“invited the hackers to prove their claims by giving a brand new iPhone to Congressman Ted Lieu who agreed to participate in the test”
Let’s repeat the experiment with a fresh-from-the-store phone rather than one that the hackers and 60 minutes had access to prior to the test.
60 Minutes had and has credibility issues.
“60 Minutes had and has credibility issues.”
Yes they do.
However, this impacts all cellular phones, not just the iPhone. They singled out the iPhone in the headline to attract readers. That’s quite scummy.

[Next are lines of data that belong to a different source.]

use std::collections::HashMap;

use tracing::info;
use uuid::Uuid;

use crate::clock::HybridClock;
use crate::commit::{Change, Commit};
use crate::error::{Error, Result};
use crate::repo::CommitLog;
use crate::snapshot::{ChangeApplier, Entity, ObjectSnapshot};
use crate::storage::{MemoryStorage, Storage};
use crate::sync::{sync_with, ChangesResult, SyncResults, SyncState, Syncable};
use crate::worker::SnapshotWorker;

#[cfg(feature = "sqlite")]
use crate::storage::SqliteStorage;

/// Engine tuning knobs.
#[derive(Debug, Clone)]
pub struct EngineConfig {
    /// Re-validate the whole hash chain after every write. Costly on long
    /// histories but catches chain corruption at the write that caused it.
    pub auto_validate: bool,
}

impl Default for EngineConfig {
    fn default() -> Self {
        Self { auto_validate: true }
    }
}

/// The single entry point collaborators use: apply changes as new commits,
/// read current entity state, reconcile with peers. Owns the store's hybrid
/// clock; `&mut self` on writes serializes timestamp issuance.
pub struct DataModel<A, S: Storage> {
    log: CommitLog<S>,
    applier: A,
    client_id: Uuid,
    clock: HybridClock,
    config: EngineConfig,
}

#[cfg(feature = "sqlite")]
impl<A: ChangeApplier> DataModel<A, SqliteStorage> {
    pub fn open(path: &str, applier: A, client_id: Uuid) -> Result<Self> {
        Self::with_log(CommitLog::open(path)?, applier, client_id)
    }

    pub fn open_in_memory(applier: A, client_id: Uuid) -> Result<Self> {
        Self::with_log(CommitLog::open_in_memory()?, applier, client_id)
    }
}

impl<A: ChangeApplier> DataModel<A, MemoryStorage> {
    pub fn in_memory(applier: A, client_id: Uuid) -> Result<Self> {
        Self::with_log(CommitLog::in_memory(), applier, client_id)
    }
}

impl<A: ChangeApplier, S: Storage> DataModel<A, S> {
    /// Binds a facade to one store. The clock resumes from the newest
    /// timestamp in durable history so a reopened replica never re-issues
    /// a value it already used.
    pub fn with_log(log: CommitLog<S>, applier: A, client_id: Uuid) -> Result<Self> {
        let clock = HybridClock::resume_from(log.latest_clock()?);
        Ok(Self { log, applier, client_id, clock, config: EngineConfig::default() })
    }

    pub fn with_config(mut self, config: EngineConfig) -> Self {
        self.config = config;
        self
    }

    pub fn client_id(&self) -> Uuid {
        self.client_id
    }

    pub fn log(&self) -> &CommitLog<S> {
        &self.log
    }

    /// Hands the underlying log back, e.g. to rebind it to a new facade.
    pub fn into_log(self) -> CommitLog<S> {
        self.log
    }

    /// Deterministic time for tests and replay drivers.
    pub fn clock_mut(&mut self) -> &mut HybridClock {
        &mut self.clock
    }

    pub fn add_change(&mut self, change: Change) -> Result<Commit> {
        self.add_changes(vec![change])
    }

    /// Wraps a batch of changes in one new commit stamped by this replica's
    /// clock and applies it.
    pub fn add_changes(&mut self, changes: Vec<Change>) -> Result<Commit> {
        let commit = Commit::new(self.client_id, self.clock.next(), changes)?;
        self.add(commit.clone())?;
        Ok(commit)
    }

    /// Applies one commit. A commit already in the log is a no-op.
    pub fn add(&mut self, commit: Commit) -> Result<()> {
        if self.log.has_commit(commit.id)? {
            return Ok(());
        }
        let applier = &self.applier;
        let validate = self.config.auto_validate;
        self.log.transaction(|log| {
            log.add_commits(std::slice::from_ref(&commit))?;
            update_snapshots(log, applier, &commit)?;
            if validate {
                validate_chain(log)?;
            }
            Ok(())
        })
    }

    /// Applies a batch of commits from any source, ignoring the ones already
    /// known and invalidating snapshots back to the oldest new arrival.
    pub fn add_range(&mut self, commits: Vec<Commit>) -> Result<()> {
        self.add_range_inner(commits, false)
    }

    fn add_range_inner(&mut self, commits: Vec<Commit>, force_validate: bool) -> Result<()> {
        let filtered = self.log.filter_existing(commits)?;
        let Some(oldest) = filtered.oldest else {
            return Ok(());
        };
        info!(count = filtered.new_commits.len(), oldest = %oldest.id, "applying commit batch");
        let applier = &self.applier;
        let validate = self.config.auto_validate || force_validate;
        self.log.transaction(|log| {
            log.add_commits(&filtered.new_commits)?;
            update_snapshots(log, applier, &oldest)?;
            if validate {
                validate_chain(log)?;
            }
            Ok(())
        })
    }

    /// Walks the whole history in total order checking that every commit's
    /// hash and parent link match its predecessor.
    pub fn validate_commits(&self) -> Result<()> {
        validate_chain(&self.log)
    }

    /// Current state of one entity, or `None` if it never existed. Deleted
    /// entities are still returned, with `deleted_at` set.
    pub fn get_latest(&self, entity_id: Uuid) -> Result<Option<Entity>> {
        Ok(self.log.current_snapshot_for(entity_id, None)?.map(|s| s.entity))
    }

    pub fn get_latest_snapshot(&self, entity_id: Uuid) -> Result<Option<ObjectSnapshot>> {
        self.log.current_snapshot_for(entity_id, None)
    }

    /// Current live entities of one type.
    pub fn get_latest_objects(&self, type_name: &str) -> Result<Vec<Entity>> {
        Ok(self
            .log
            .current_snapshots(None)?
            .into_iter()
            .filter(|s| s.type_name == type_name && !s.entity_is_deleted)
            .map(|s| s.entity)
            .collect())
    }

    /// State of one entity as it was at `as_of` wall time, reconstructed by
    /// replay where no retained snapshot lands exactly there.
    pub fn get_entity_at(&mut self, as_of: u64, entity_id: Uuid) -> Result<Option<ObjectSnapshot>> {
        Ok(self.get_snapshots_at(as_of)?.remove(&entity_id))
    }

    pub fn get_snapshots_at(&mut self, as_of: u64) -> Result<HashMap<Uuid, ObjectSnapshot>> {
        SnapshotWorker::snapshots_at(&mut self.log, &self.applier, as_of)
    }

    /// Pull-then-push reconciliation against one peer.
    pub fn sync_with<R: Syncable>(&mut self, remote: &mut R) -> Result<SyncResults> {
        sync_with(self, remote)
    }
}

fn update_snapshots<A: ChangeApplier, S: Storage>(
    log: &mut CommitLog<S>,
    applier: &A,
    oldest_added: &Commit,
) -> Result<()> {
    log.delete_stale_snapshots(oldest_added)?;
    SnapshotWorker::update_snapshots(log, applier)
}

fn validate_chain<S: Storage>(log: &CommitLog<S>) -> Result<()> {
    let mut expected_parent = String::new();
    for commit in log.current_commits(None)? {
        let expected_hash = commit.generate_hash(&expected_parent)?;
        if commit.hash() != expected_hash || commit.parent_hash() != expected_parent {
            return Err(Error::BrokenChain {
                commit_id: commit.id,
                parent_hash: commit.parent_hash().to_string(),
                expected_parent,
            });
        }
        expected_parent = commit.hash().to_string();
    }
    Ok(())
}

impl<A: ChangeApplier, S: Storage> Syncable for DataModel<A, S> {
    fn sync_state(&mut self) -> Result<SyncState> {
        self.log.sync_state(None)
    }

    fn changes_for(&mut self, remote_state: &SyncState) -> Result<ChangesResult> {
        self.log.changes_for(remote_state)
    }

    fn add_range_from_sync(&mut self, commits: Vec<Commit>) -> Result<()> {
        // advance past every remote timestamp so local commits issued after
        // this sync sort after everything just received
        self.clock.observe_all(commits.iter().map(|c| c.timestamp));
        self.add_range_inner(commits, true)
    }
}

I wonder if they’d get their panties in a bunch if people would start using apps to encrypt phone conversations in realtime. I almost want to do that for fun. Seriously, just require each end user to agree on a particular key to use (much like one time pads) and encrypt the call. Not pretty, but it’d work ... and it’d be enough to cause some chuckles I think.
This kind of garbage is starting to really torque me off. I have absolutely nothing to hide and my phone conversations are quite boring ... but that’s nobody’s damn business ... get a frigging warrant if you want me to bore you to tears when you listen in on my calls about my latest sinus infection or how frigging tired I am :-).
It had nothing to do with the make of the phone. It had to do with a vulnerability to on the NETWORK, not the phone.